By 11 a.m. every weekday, thousands of Chautauquans would be packed into the grand amphitheatre to listen to speakers like Secretary of State Madeleine Albright, Thurgood Marshall and Kurt Vonnegut.

And last week, Salman Rushdie.

As a regular at those morning lectures in the open-air amphitheatre for 10 summers, I imagine last week saw a large crowd of graying grandparents and their middle-aged children, mostly from the Cleveland and Pittsburgh areas. This would be the highlight of their day — to absorb the thoughts of a brilliant mind and then, at the end, test it with a question. An excited buzz would be heard from the audience as the guest of honour took the stage accompanied by the host and introducer.

But last week moderator Henry Reese, the head of an American organization that offers residencies to writers facing persecution, did not make it to the microphone to say “Good morning, Chautauqua” and “We’re very excited to have with us today …” because a young man in the front row in black clothes, a black mask and with solid black hate in his heart jumped onto the stage and stabbed Salman Rushdie 10 times; viciously and without hesitation.

Amazingly, the Booker Prize winning author of 26 books and a global defender of the rights of writers and journalists to speak freely without fear of retribution will live; without an eye, with part of a liver and with an arm that likely won’t work anymore.

Rushdie was targeted for his book The Satanic Verses published in 1988 and regarded by radical Muslims in Iran as blaspheming the Prophet Muhammed. An equal opportunity satirist, he also wrote Midnight’s Children in 1981, sharply criticizing India’s Prime Minister Indira Gandhi, but Hindus did not sentence him to ‘death by fatwa’ and place a $3-million bounty on his head as did Iran’s Grand Ayatollah Khomeini.

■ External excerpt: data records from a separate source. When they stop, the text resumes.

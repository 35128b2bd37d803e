//! Configuration error types.

use thiserror::Error;

/// Configuration operation result type.
pub type ConfigResult<T> = Result<T, ConfigError>;

/// Configuration error types.
#[derive(Debug, Error)]
pub enum ConfigError {
    /// Validation error.
    #[error("Validation error: {field}: {message}")]
    Validation {
        /// Field that failed validation.
        field: String,
        /// Validation error message.
        message: String,
    },

    /// Multiple validation errors.
    #[error("Multiple validation errors: {0:?}")]
    MultipleValidationErrors(Vec<ValidationError>),

    /// Configuration file could not be read.
    #[error("I/O error: {0}")]
    Io(#[from] std::io::Error),

    /// Deserialization error.
    #[error("Deserialization error: {0}")]
    Deserialization(String),
}

/// A single validation error.
#[derive(Debug, Clone, PartialEq, Eq)]
pub struct ValidationError {
    /// Field that failed validation.
    pub field: String,
    /// Validation error message.
    pub message: String,
    /// Validation rule that was violated.
    pub rule: Option<String>,
}

impl ValidationError {
    /// Creates a new validation error.
    pub fn new(field: impl Into<String>, message: impl Into<String>) -> Self {
        Self {
            field: field.into(),
            message: message.into(),
            rule: None,
        }
    }

    /// Creates a validation error with a rule name.
    pub fn with_rule(
        field: impl Into<String>,
        message: impl Into<String>,
        rule: impl Into<String>,
    ) -> Self {
        Self {
            field: field.into(),
            message: message.into(),
            rule: Some(rule.into()),
        }
    }
}

impl std::fmt::Display for ValidationError {
    fn fmt(&self, f: &mut std::fmt::Formatter<'_>) -> std::fmt::Result {
        if let Some(ref rule) = self.rule {
            write!(f, "{}: {} (rule: {})", self.field, self.message, rule)
        } else {
            write!(f, "{}: {}", self.field, self.message)
        }
    }
}

impl From<toml::de::Error> for ConfigError {
    fn from(err: toml::de::Error) -> Self {
        ConfigError::Deserialization(err.to_string())
    }
}

/// Trait for validatable configurations.
pub trait Validate {
    /// Validates the configuration.
    ///
    /// Returns a list of validation errors, or an empty vector if valid.
    fn validate(&self) -> Vec<ValidationError>;

    /// Returns true if the configuration is valid.
    fn is_valid(&self) -> bool {
        self.validate().is_empty()
    }

    /// Validates and returns an error if invalid.
    fn validate_or_error(&self) -> ConfigResult<()> {
        let mut errors = self.validate();
        match errors.len() {
            0 => Ok(()),
            1 => {
                let err = errors.remove(0);
                Err(ConfigError::Validation {
                    field: err.field,
                    message: err.message,
                })
            }
            _ => Err(ConfigError::MultipleValidationErrors(errors)),
        }
    }
}
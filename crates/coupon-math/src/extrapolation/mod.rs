//! Extrapolation beyond the ends of a curve.
//!
//! - [`FlatExtrapolator`]: constant extension from the boundary knot
//!
//! An extrapolator is anchored at whichever boundary the query falls past:
//! the first knot for short tenors, the last knot for long ones.
//!
//! # Example
//!
//! ```rust
//! use coupon_math::extrapolation::{Extrapolator, FlatExtrapolator};
//!
//! // Last observed: 4% at 10 years
//! let rate_15y = FlatExtrapolator.extrapolate(15.0, 10.0, 0.04);
//! assert_eq!(rate_15y, 0.04);
//! ```

mod flat;

pub use flat::FlatExtrapolator;

use serde::{Deserialize, Serialize};
use std::fmt;

/// Trait for extrapolation methods.
pub trait Extrapolator: Send + Sync {
    /// Extrapolates to `t` given the boundary knot nearest to it.
    ///
    /// # Arguments
    ///
    /// * `t` - Target time for extrapolation
    /// * `boundary_t` - Time of the boundary knot
    /// * `boundary_value` - Value at the boundary knot
    fn extrapolate(&self, t: f64, boundary_t: f64, boundary_value: f64) -> f64;

    /// Returns the name of the extrapolation method.
    fn name(&self) -> &'static str;
}

/// Configuration for extrapolation beyond curve boundaries.
#[derive(Debug, Clone, Copy, PartialEq, Eq, Hash, Default, Serialize, Deserialize)]
#[serde(rename_all = "snake_case")]
pub enum ExtrapolationMethod {
    /// No extrapolation - return error outside range
    None,
    /// Constant value from boundary
    #[default]
    Flat,
}

impl ExtrapolationMethod {
    /// Returns the extrapolator for this method, or `None` when extrapolation
    /// is forbidden.
    #[must_use]
    pub fn extrapolator(&self) -> Option<&'static dyn Extrapolator> {
        match self {
            ExtrapolationMethod::None => None,
            ExtrapolationMethod::Flat => Some(&FlatExtrapolator),
        }
    }
}

/// Which quoted rate stands in for tenors shorter than the first knot.
#[derive(Debug, Clone, Copy, PartialEq, Eq, Hash, Default, Serialize, Deserialize)]
#[serde(rename_all = "snake_case")]
pub enum ShortEndRate {
    /// The shortest quoted rate.
    #[default]
    Nearest,
    /// The longest quoted rate, the same one held past the long end.
    LongestRate,
}

impl fmt::Display for ShortEndRate {
    fn fmt(&self, f: &mut fmt::Formatter<'_>) -> fmt::Result {
        let name = match self {
            ShortEndRate::Nearest => "Nearest",
            ShortEndRate::LongestRate => "LongestRate",
        };
        write!(f, "{name}")
    }
}

impl fmt::Display for ExtrapolationMethod {
    fn fmt(&self, f: &mut fmt::Formatter<'_>) -> fmt::Result {
        let name = match self {
            ExtrapolationMethod::None => "None",
            ExtrapolationMethod::Flat => "Flat",
        };
        write!(f, "{name}")
    }
}

#[cfg(test)]
mod tests {
    use super::*;

    #[test]
    fn test_default_is_flat() {
        assert_eq!(ExtrapolationMethod::default(), ExtrapolationMethod::Flat);
    }

    #[test]
    fn test_extrapolator_lookup() {
        assert!(ExtrapolationMethod::None.extrapolator().is_none());

        let flat = ExtrapolationMethod::Flat.extrapolator().unwrap();
        assert_eq!(flat.name(), "Flat");
        assert_eq!(flat.extrapolate(0.1, 1.0, 0.02), 0.02);
    }

    #[test]
    fn test_short_end_rate() {
        assert_eq!(ShortEndRate::default(), ShortEndRate::Nearest);
        assert_eq!(
            serde_json::to_string(&ShortEndRate::LongestRate).unwrap(),
            "\"longest_rate\""
        );
        assert_eq!(ShortEndRate::LongestRate.to_string(), "LongestRate");
    }

    #[test]
    fn test_serde_names() {
        assert_eq!(
            serde_json::to_string(&ExtrapolationMethod::Flat).unwrap(),
            "\"flat\""
        );
        let parsed: ExtrapolationMethod = serde_json::from_str("\"none\"").unwrap();
        assert_eq!(parsed, ExtrapolationMethod::None);
    }
}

The 24-year-old messenger of evil who attacked the writer and made good on a 33-year-old religious grudge is evil incarnate, a sick zealot and a for-profit assassin who likely has not read Rushdie’s book. Although Buffalo is 54 miles north of Mayville, hate just dragged The Chautauqua Institute a lot closer to that city’s Tops Friendly Supermarket.

Now, my Chautauqua has been broken, dashed and splashed with blood all over the white Chautauqua Institute logo where Salman Rushdie lay bloody and barely breathing. I don’t think I’ll ever go there again, and my memories of lectures in the amphitheatre have now been stained with violence and tarnished by hate.

Hate used to be ‘over there’ somewhere; Nazi Germany, the Armenian genocide, Srebrenica, Abu Ghraib. Now it’s all around us like a tumour that’s metastasizing, a cancer without a cure. In 2010, Canadian police investigated 1,401 ‘criminal incidents motivated by hate’. In 2020, that number was 2,669. Most hate crimes go unreported.

Every newspaper today carries more stories of our Indigenous peoples being beaten and abused and treated like “savages” by their white, European oppressors. That’s us, three generations later.

Every time I pass a truck or a house with a “F–k Trudeau” sign, I wonder why that person has not been charged with public obscenity and fined $5,000. Criminal Code (R.S.C., 1985C.c-46). Honestly, it’s on the books.

No one is born to hate. It’s learned from family, friends and now, social media. It can only be ‘unlearned’ by education, factual knowledge and tolerance of others. ‘Others’ are really ‘us’ with a different look. All of us are immigrants. The place for society to exist in peace is the center of common good, not around the fringes of racism and radicalism. Soon, if we don’t reverse this trend of racial hostility that’s gripping Canada, the center will not hold. It seems like only a decade ago we were evolving nicely and naturally from tribes to mosaics and melting pots. Now we’re headed back to a caste system based on ignorance, intolerance and hate. Where’s our Nelson Mandela when we desperately need him?